Coefficient of variation is an important concept that allows you to predict variables within and outside data sets. While it has its roots in mathematics and statistics, coefficient of variation can be applied in different contexts including population studies and investments in the stock market.
So how does the coefficient of variation work as a statistical measure? To answer that question, let’s look at its different parts including its definition, calculation examples, and other related concepts.
Also known as relative standard deviation, coefficient of variation is a statistical concept that accounts for relative variability in data sets. Specifically, it indicates the size of a standard deviation to its mean.

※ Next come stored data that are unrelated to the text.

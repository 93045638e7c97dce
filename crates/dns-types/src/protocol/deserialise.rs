//! Deserialisation of DNS messages from the network.  See the `types`
//! module for details of the format.

use std::collections::HashSet;
use std::net::{Ipv4Addr, Ipv6Addr};

use crate::protocol::types::*;

impl Message {
    /// # Errors
    ///
    /// If the message cannot be parsed.
    pub fn from_octets(octets: &[u8]) -> Result<Self, Error> {
        Self::deserialise(&mut ConsumableBuffer::new(octets))
    }

    /// # Errors
    ///
    /// If the message cannot be parsed.
    pub fn deserialise(buffer: &mut ConsumableBuffer) -> Result<Self, Error> {
        let id = buffer.next_u16().ok_or(Error::CompletelyBusted)?;
        let flags = buffer.next_u16().ok_or(Error::HeaderTooShort(id))?;
        let qdcount = buffer.next_u16().ok_or(Error::HeaderTooShort(id))?;
        let ancount = buffer.next_u16().ok_or(Error::HeaderTooShort(id))?;
        let nscount = buffer.next_u16().ok_or(Error::HeaderTooShort(id))?;
        let arcount = buffer.next_u16().ok_or(Error::HeaderTooShort(id))?;

        let mut questions = Vec::with_capacity(qdcount.into());
        let mut answers = Vec::with_capacity(ancount.into());
        let mut authority = Vec::with_capacity(nscount.into());
        let mut additional = Vec::with_capacity(arcount.into());

        for _ in 0..qdcount {
            questions.push(Question::deserialise(id, buffer)?);
        }
        for _ in 0..ancount {
            answers.push(ResourceRecord::deserialise(id, buffer)?);
        }
        for _ in 0..nscount {
            authority.push(ResourceRecord::deserialise(id, buffer)?);
        }
        for _ in 0..arcount {
            additional.push(ResourceRecord::deserialise(id, buffer)?);
        }

        Ok(Self {
            header: Header { id, flags },
            questions,
            answers,
            authority,
            additional,
        })
    }
}

impl Question {
    /// # Errors
    ///
    /// If the question cannot be parsed.
    pub fn deserialise(id: u16, buffer: &mut ConsumableBuffer) -> Result<Self, Error> {
        let name = DomainName::deserialise(id, buffer)?;
        let qtype = buffer.next_u16().ok_or(Error::QuestionTooShort(id))?;
        let qclass = buffer.next_u16().ok_or(Error::QuestionTooShort(id))?;

        Ok(Self {
            name,
            qtype: RecordType::try_from(qtype)
                .map_err(|_| Error::UnknownRecordType { id, tag: qtype })?,
            qclass: RecordClass::try_from(qclass)
                .map_err(|_| Error::UnknownRecordClass { id, tag: qclass })?,
        })
    }
}

impl ResourceRecord {
    /// # Errors
    ///
    /// If the record cannot be parsed.
    pub fn deserialise(id: u16, buffer: &mut ConsumableBuffer) -> Result<Self, Error> {
        let name = DomainName::deserialise(id, buffer)?;
        let rtype = buffer.next_u16().ok_or(Error::ResourceRecordTooShort(id))?;
        let rclass = buffer.next_u16().ok_or(Error::ResourceRecordTooShort(id))?;
        let ttl = buffer.next_u32().ok_or(Error::ResourceRecordTooShort(id))?;
        let rdlength = buffer.next_u16().ok_or(Error::ResourceRecordTooShort(id))?;

        let rtype = RecordType::try_from(rtype)
            .map_err(|_| Error::UnknownRecordType { id, tag: rtype })?;
        let rclass = RecordClass::try_from(rclass)
            .map_err(|_| Error::UnknownRecordClass { id, tag: rclass })?;

        let rdata_start = buffer.position;

        // addresses are a fixed size, so a record claiming any other
        // length is malformed rather than short.
        let rtype_with_data = match rtype {
            RecordType::A => {
                if rdlength != 4 {
                    return Err(Error::ResourceRecordInvalid(id));
                }
                RecordTypeWithData::A {
                    address: Ipv4Addr::from(
                        buffer.next_u32().ok_or(Error::ResourceRecordTooShort(id))?,
                    ),
                }
            }
            RecordType::NS => RecordTypeWithData::NS {
                nsdname: DomainName::deserialise(id, buffer)?,
            },
            RecordType::PTR => RecordTypeWithData::PTR {
                ptrdname: DomainName::deserialise(id, buffer)?,
            },
            RecordType::AAAA => {
                if rdlength != 16 {
                    return Err(Error::ResourceRecordInvalid(id));
                }
                let octets: [u8; 16] = buffer
                    .take(16)
                    .and_then(|os| os.try_into().ok())
                    .ok_or(Error::ResourceRecordTooShort(id))?;
                RecordTypeWithData::AAAA {
                    address: Ipv6Addr::from(octets),
                }
            }
        };

        let rdata_stop = buffer.position;

        if rdata_stop == rdata_start + (rdlength as usize) {
            Ok(Self {
                name,
                rtype_with_data,
                rclass,
                ttl,
            })
        } else {
            Err(Error::ResourceRecordInvalid(id))
        }
    }
}

impl DomainName {
    /// Read a name starting at the buffer's current position,
    /// following compression pointers.
    ///
    /// Afterwards the buffer is positioned just past the name as it
    /// appears at the starting position: if the name contains a
    /// pointer, that is two octets past the first pointer.
    ///
    /// # Errors
    ///
    /// If the domain cannot be parsed.
    pub fn deserialise(id: u16, buffer: &mut ConsumableBuffer) -> Result<Self, Error> {
        let mut labels = Vec::<Label>::with_capacity(5);
        let mut len = 0;
        let mut cursor = buffer.at_offset(buffer.position);
        let mut resume_at = None;
        let mut visited = HashSet::new();

        loop {
            let size = cursor.next_u8().ok_or(Error::DomainTooShort(id))?;

            if usize::from(size) <= LABEL_MAX_LEN {
                len += 1 + usize::from(size);
                if len > DOMAINNAME_MAX_LEN {
                    return Err(Error::DomainTooLong(id));
                }

                if size == 0 {
                    labels.push(Label::new());
                    break;
                }

                let os = cursor
                    .take(size as usize)
                    .ok_or(Error::DomainTooShort(id))?;
                // the length has been bounds checked above
                let label = Label::try_from(os).map_err(|_| Error::DomainLabelInvalid(id))?;
                labels.push(label);
            } else if size >= 192 {
                let hi = size & 0b0011_1111;
                let lo = cursor.next_u8().ok_or(Error::DomainTooShort(id))?;
                let ptr = usize::from(u16::from_be_bytes([hi, lo]));

                if resume_at.is_none() {
                    resume_at = Some(cursor.position);
                }

                if !visited.insert(ptr) {
                    return Err(Error::DomainPointerLoop(id));
                }

                cursor = cursor.at_offset(ptr);
            } else {
                return Err(Error::DomainLabelInvalid(id));
            }
        }

        buffer.position = resume_at.unwrap_or(cursor.position);
        Ok(DomainName { labels, len })
    }
}

/// Errors encountered when parsing a datagram.  In all the errors
/// which have an `id` parameter, that is the ID from the header - so
/// that an error response can be sent.
#[derive(Debug, Copy, Clone, Eq, PartialEq, Hash, thiserror::Error)]
pub enum Error {
    /// The datagram is not even 2 octets long, so it doesn't even
    /// contain a valid ID.  An error cannot even be sent back to the
    /// client in this case as, without an ID, it cannot be linked
    /// with the correct query.
    #[error("datagram is too short to contain an id")]
    CompletelyBusted,

    /// The header is missing one or more required fields.
    #[error("header is too short")]
    HeaderTooShort(u16),

    /// A question ends with an incomplete field.
    #[error("question is too short")]
    QuestionTooShort(u16),

    /// A resource record ends with an incomplete field.
    #[error("resource record is too short")]
    ResourceRecordTooShort(u16),

    /// A resource record is the wrong format.
    #[error("resource record is invalid")]
    ResourceRecordInvalid(u16),

    /// A question or resource record has a type this application
    /// does not handle.
    #[error("unsupported record type {tag}")]
    UnknownRecordType { id: u16, tag: u16 },

    /// A question or resource record has a class this application
    /// does not handle.
    #[error("unsupported record class {tag}")]
    UnknownRecordClass { id: u16, tag: u16 },

    /// A domain is incomplete.
    #[error("domain name is too short")]
    DomainTooShort(u16),

    /// A domain is over 255 octets in size.
    #[error("domain name is too long")]
    DomainTooLong(u16),

    /// A domain label is longer than 63 octets, but not a pointer.
    #[error("domain label is invalid")]
    DomainLabelInvalid(u16),

    /// A chain of compression pointers visits the same offset twice.
    #[error("domain name pointers form a loop")]
    DomainPointerLoop(u16),
}

impl Error {
    pub fn id(self) -> Option<u16> {
        match self {
            Error::CompletelyBusted => None,
            Error::HeaderTooShort(id)
            | Error::QuestionTooShort(id)
            | Error::ResourceRecordTooShort(id)
            | Error::ResourceRecordInvalid(id)
            | Error::UnknownRecordType { id, .. }
            | Error::UnknownRecordClass { id, .. }
            | Error::DomainTooShort(id)
            | Error::DomainTooLong(id)
            | Error::DomainLabelInvalid(id)
            | Error::DomainPointerLoop(id) => Some(id),
        }
    }
}

/// A buffer which will be consumed by the parsing process.
pub struct ConsumableBuffer<'a> {
    octets: &'a [u8],
    position: usize,
}

impl<'a> ConsumableBuffer<'a> {
    pub fn new(octets: &'a [u8]) -> Self {
        Self {
            octets,
            position: 0,
        }
    }

    pub fn position(&self) -> usize {
        self.position
    }

    pub fn next_u8(&mut self) -> Option<u8> {
        if self.octets.len() > self.position {
            let a = self.octets[self.position];
            self.position += 1;
            Some(a)
        } else {
            None
        }
    }

    pub fn next_u16(&mut self) -> Option<u16> {
        if self.octets.len() > self.position + 1 {
            let a = self.octets[self.position];
            let b = self.octets[self.position + 1];
            self.position += 2;
            Some(u16::from_be_bytes([a, b]))
        } else {
            None
        }
    }

    pub fn next_u32(&mut self) -> Option<u32> {
        if self.octets.len() > self.position + 3 {
            let a = self.octets[self.position];
            let b = self.octets[self.position + 1];
            let c = self.octets[self.position + 2];
            let d = self.octets[self.position + 3];
            self.position += 4;
            Some(u32::from_be_bytes([a, b, c, d]))
        } else {
            None
        }
    }

    pub fn take(&mut self, size: usize) -> Option<&'a [u8]> {
        if self.octets.len() >= self.position + size {
            let slice = &self.octets[self.position..self.position + size];
            self.position += size;
            Some(slice)
        } else {
            None
        }
    }

    pub fn at_offset(&self, position: usize) -> ConsumableBuffer<'a> {
        Self {
            octets: self.octets,
            position,
        }
    }
}
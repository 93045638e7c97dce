use async_recursion::async_recursion;
use std::net::{Ipv4Addr, SocketAddr};
use tracing::Instrument;

use dns_types::protocol::types::*;

use crate::upstream::{Upstream, UpstreamError};
use crate::RECURSION_LIMIT;

/// Recursive DNS resolution, by following referrals down from a root
/// nameserver.
///
/// Every nameserver is assumed to listen on the same port as the
/// root.
#[derive(Debug, Clone)]
pub struct Resolver<U> {
    upstream: U,
    root_address: Ipv4Addr,
    port: u16,
}

impl<U: Upstream> Resolver<U> {
    pub fn new(upstream: U, root_address: Ipv4Addr, port: u16) -> Self {
        Self {
            upstream,
            root_address,
            port,
        }
    }

    /// Resolve a query, starting from the root nameserver.
    ///
    /// # Errors
    ///
    /// See `ResolutionError`.
    pub async fn resolve(&self, query: &Message) -> Result<Message, ResolutionError> {
        self.resolve_from(query, self.root_address).await
    }

    /// Resolve a query, starting from the given nameserver.
    ///
    /// The nameserver is asked the query.  If it gives an answer,
    /// that reply is returned.  If it gives a referral, each of the
    /// nameservers it names is tried in turn, and the first to lead
    /// to an answer wins.
    ///
    /// # Errors
    ///
    /// See `ResolutionError`.
    pub async fn resolve_from(
        &self,
        query: &Message,
        address: Ipv4Addr,
    ) -> Result<Message, ResolutionError> {
        let span = match query.questions.first() {
            Some(question) => tracing::error_span!("resolve", %question),
            None => tracing::error_span!("resolve"),
        };

        self.resolve_recursive(RECURSION_LIMIT, query, address)
            .instrument(span)
            .await
    }

    #[async_recursion]
    async fn resolve_recursive(
        &self,
        recursion_limit: usize,
        query: &Message,
        address: Ipv4Addr,
    ) -> Result<Message, ResolutionError> {
        if recursion_limit == 0 {
            tracing::debug!("hit recursion limit");
            return Err(ResolutionError::RecursionLimit);
        }

        let response = self
            .upstream
            .query(SocketAddr::from((address, self.port)), query)
            .instrument(tracing::error_span!("query_nameserver", %address))
            .await?;

        if !response.answers.is_empty() {
            tracing::trace!(%address, "got answer");
            return Ok(response);
        }

        for authority in &response.authority {
            let RecordTypeWithData::NS { nsdname } = &authority.rtype_with_data else {
                continue;
            };
            tracing::trace!(%nsdname, "got candidate nameserver");

            let nameserver_address = if let Some(glue) = glue_address(&response, nsdname) {
                glue
            } else {
                match self
                    .resolve_nameserver(recursion_limit - 1, query.header.id, nsdname)
                    .await
                {
                    Ok(ip) => ip,
                    Err(ResolutionError::RecursionLimit) => {
                        return Err(ResolutionError::RecursionLimit)
                    }
                    Err(error) => {
                        tracing::debug!(%nsdname, %error, "could not find nameserver address");
                        continue;
                    }
                }
            };

            match self
                .resolve_recursive(recursion_limit - 1, query, nameserver_address)
                .await
            {
                Ok(answer) => return Ok(answer),
                Err(ResolutionError::RecursionLimit) => return Err(ResolutionError::RecursionLimit),
                Err(error) => {
                    tracing::debug!(address = %nameserver_address, %error, "referral failed");
                }
            }
        }

        tracing::trace!(%address, "out of candidates");
        Err(ResolutionError::DeadEnd { address })
    }

    /// Find the address of a nameserver with a fresh A query, which
    /// starts again from the root.
    async fn resolve_nameserver(
        &self,
        recursion_limit: usize,
        id: u16,
        nsdname: &DomainName,
    ) -> Result<Ipv4Addr, ResolutionError> {
        let query = Message::from_question(
            id,
            Question {
                name: nsdname.clone(),
                qtype: RecordType::A,
                qclass: RecordClass::IN,
            },
        );

        let response = self
            .resolve_recursive(recursion_limit, &query, self.root_address)
            .instrument(tracing::error_span!("resolve_nameserver", %nsdname))
            .await?;

        response
            .answers
            .iter()
            .find_map(|rr| match rr.rtype_with_data {
                RecordTypeWithData::A { address } => Some(address),
                _ => None,
            })
            .ok_or(ResolutionError::DeadEnd {
                address: self.root_address,
            })
    }
}

/// An A record in the additional section naming the nameserver.
fn glue_address(response: &Message, nsdname: &DomainName) -> Option<Ipv4Addr> {
    response.additional.iter().find_map(|rr| match rr.rtype_with_data {
        RecordTypeWithData::A { address } if rr.name.eq_ignore_case(nsdname) => Some(address),
        _ => None,
    })
}

/// An error that can occur when trying to resolve a domain.
#[derive(Debug, thiserror::Error)]
pub enum ResolutionError {
    /// Recursive resolution hit the recursion limit.
    #[error("hit recursion limit")]
    RecursionLimit,

    /// A nameserver neither answered nor gave a referral which led
    /// anywhere.
    #[error("no answer or usable referral from {address}")]
    DeadEnd { address: Ipv4Addr },

    /// A nameserver could not be asked, or its reply was unusable.
    #[error("upstream nameserver failed")]
    Upstream(#[from] UpstreamError),
}
//! # Error Types
//!
//! Domain-specific error types for configurator-core.
//!
//! ## Error Hierarchy
//! ```text
//! ┌─────────────────────────────────────────────────────────────────────────┐
//! │                         Error Types                                     │
//! │                                                                         │
//! │  configurator-core errors (this file)                                  │
//! │  ├── OrderError       - Why a submitted order was rejected             │
//! │  └── ValidationError  - Catalog entry validation failures              │
//! │                                                                         │
//! │  order-api errors (app)                                                │
//! │  ├── ApiError         - What HTTP clients see (serialized)             │
//! │  └── ConfigError      - Startup configuration failures                 │
//! │                                                                         │
//! │  Flow: OrderError → ApiError → 400 {"error": ..., "code": ...}         │
//! └─────────────────────────────────────────────────────────────────────────┘
//! ```
//!
//! ## Design Principles
//! 1. Use `thiserror` for derive macros (not manual impl)
//! 2. Include context in error messages (code, category)
//! 3. Errors are enum variants, never String
//! 4. Each error variant maps to a user-facing message

use thiserror::Error;

use crate::types::Category;

// =============================================================================
// Order Error
// =============================================================================

/// Reasons an order submission is rejected.
///
/// All of these are client input errors. Validation is fail-fast, so a
/// request yields the first error met while walking its codes in sorted order.
#[derive(Debug, Clone, PartialEq, Eq, Error)]
pub enum OrderError {
    /// The `components` field is absent, not a list of strings, or empty.
    #[error(
        "Invalid request data. Please provide a list of components. \
         Example: {{\"components\": [\"A\", \"D\", \"F\", \"I\", \"K\"]}}"
    )]
    InvalidRequestShape,

    /// A submitted code is not in the catalog.
    #[error("Invalid component code: {0}")]
    UnknownComponent(String),

    /// Two submitted codes share a category.
    ///
    /// ## When This Occurs
    /// ```text
    /// ["A", "B", "F", "I", "K"]
    ///   │    │
    ///   │    └── B: OLED Screen   (Screen already taken)
    ///   └─────── A: LED Screen
    ///
    /// DuplicateCategory(Screen)
    /// ```
    #[error("Invalid order. Only one part per category is allowed ({0} selected more than once).")]
    DuplicateCategory(Category),

    /// Every code was valid but at least one required category is uncovered.
    ///
    /// Categories are listed in declaration order.
    #[error(
        "Invalid order. Please include one part from each category: {}. Missing: {}",
        Category::list(Category::ALL.iter()),
        Category::list(.0.iter())
    )]
    MissingCategories(Vec<Category>),
}

// =============================================================================
// Validation Error
// =============================================================================

/// Catalog entry validation errors.
///
/// Raised while building a [`crate::catalog::Catalog`], before the service
/// accepts any traffic.
#[derive(Debug, Clone, PartialEq, Eq, Error)]
pub enum ValidationError {
    /// A required field is missing or empty.
    #[error("{field} is required")]
    Required { field: String },

    /// Field value is too long.
    #[error("{field} must be at most {max} characters")]
    TooLong { field: String, max: usize },

    /// Numeric value is out of range.
    #[error("{field} must be between {min} and {max}")]
    OutOfRange { field: String, min: i64, max: i64 },

    /// Invalid format (e.g., a code with spaces).
    #[error("{field} has invalid format: {reason}")]
    InvalidFormat { field: String, reason: String },

    /// Duplicate value (e.g., two catalog entries with the same code).
    #[error("{field} '{value}' already exists")]
    Duplicate { field: String, value: String },
}

// =============================================================================
// Result Type Alias
// =============================================================================

/// Convenience type alias for Results with OrderError.
pub type CoreResult<T> = Result<T, OrderError>;

// =============================================================================
// Unit Tests
// =============================================================================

In survey research, coefficient of variation allows you to compare variability within significantly different groups; that is, the results from two systematic investigations that do not have similar grading parameters or measures of value.
For example, if the coefficient of variation of research A is 14% and that of research B is 20%, you can say that research B has a higher degree of variation to its mean.
The standard formula for calculating the coefficient of variation is as follows:
Coefficient of Variation (CV) = (Standard Deviation/Mean) × 100.
Depending on the context of the application, you can make slight changes to this formula. For example, if you want to calculate CV in financial research, you can rewrite the formula as:
Coefficient of Variation = (Volatility ÷ Expected Returns) × 100%
Let’s look at how to apply this formula in survey research.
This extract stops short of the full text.